Similarly, Ross attaches the lives of his composers to contemporaneous events. He tells us that Alban Berg's brother was a toy distributor who scored a sales coup by marketing the first teddy bears in 1903. Ravel's father was a Swiss engineer who helped to pioneer the automobile. John Cage was the son of an inventor who built one of the earliest functioning submarines. Richard Strauss was to receive a present of a Mercedes from Hitler for his eightieth birthday. Eventually Strauss received only a curt telegram.

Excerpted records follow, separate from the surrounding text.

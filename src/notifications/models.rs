//! Notification channel configuration (§4.4, §6 external interfaces), grounded in the
//! teacher's `notifications::models::ChannelConfig`. Secret fields are stored encrypted at
//! rest (see `encryption`) and only decrypted when a sender is built for an actual send.

use std::collections::HashMap;

use serde::{Deserialize, Serialize};

#[derive(Debug, Clone, Serialize, Deserialize)]
#[serde(tag = "kind", rename_all = "snake_case")]
pub enum ChannelConfig {
    Telegram {
        bot_token_encrypted: String,
        chat_id: String,
    },
    Webhook {
        url: String,
        #[serde(default = "default_method")]
        method: String,
        #[serde(default)]
        headers: HashMap<String, String>,
    },
    Email {
        smtp_host: String,
        smtp_port: u16,
        username: String,
        password_encrypted: String,
        from: String,
        to: Vec<String>,
        #[serde(default = "default_true")]
        use_tls: bool,
    },
    Discord {
        webhook_url_encrypted: String,
    },
    Bark {
        device_key_encrypted: String,
        #[serde(default = "default_bark_server")]
        server_url: String,
    },
    ServerChan {
        send_key_encrypted: String,
    },
}

fn default_method() -> String {
    "POST".to_string()
}

fn default_true() -> bool {
    true
}

fn default_bark_server() -> String {
    "https://api.day.app".to_string()
}

impl ChannelConfig {
    pub fn kind(&self) -> &'static str {
        match self {
            ChannelConfig::Telegram { .. } => "telegram",
            ChannelConfig::Webhook { .. } => "webhook",
            ChannelConfig::Email { .. } => "email",
            ChannelConfig::Discord { .. } => "discord",
            ChannelConfig::Bark { .. } => "bark",
            ChannelConfig::ServerChan { .. } => "server_chan",
        }
    }
}
//! Aggregation & storage engine (§4.2): a single embedded DuckDB database reached through an
//! `r2d2` pool for reads and one dedicated writer thread for all mutations, following the
//! teacher's `db::duckdb_service` single-writer pattern.

mod aggregation_buffer;
mod alerts_repo;
mod metrics_buffer;
mod pool;
mod query;
mod retention;
mod traffic_repo;
mod writer;

pub use aggregation_buffer::AggregationBuffer;
pub use alerts_repo::{AlertHistoryEntry, AlertsRepo};
pub use metrics_buffer::MetricsBuffer;
pub use pool::{resolve_db_path, DuckPool, StorageHandle};
pub use query::{BucketRow, PingBucketRow, QueryService, ResumeSync};
pub use retention::run_retention_sweeper;
pub use traffic_repo::{TrafficRepo, TrafficStatsEntry};
pub use writer::{WriteCommand, Writer};

use thiserror::Error;

#[derive(Debug, Error)]
pub enum StorageError {
    #[error("database error: {0}")]
    Duckdb(#[from] duckdb::Error),
    #[error("pool error: {0}")]
    Pool(#[from] r2d2::Error),
    #[error("writer channel closed")]
    WriterClosed,
    #[error("serialization error: {0}")]
    Serde(#[from] serde_json::Error),
}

The final pages are particularly strong, though Ross admits that there is little hope of giving a tidy account of composition in the second fin de siècle. 'Magazines that once put Bernstein and Britten on their covers now have time only for Bono and Beyoncé', he observes. His final pages range widely, to include Helmut Lachenmann, the Beatles, Thomas Adès, Björk, Osvalso Golijov and Georg Friedrich Haas, concluding a remarkable book.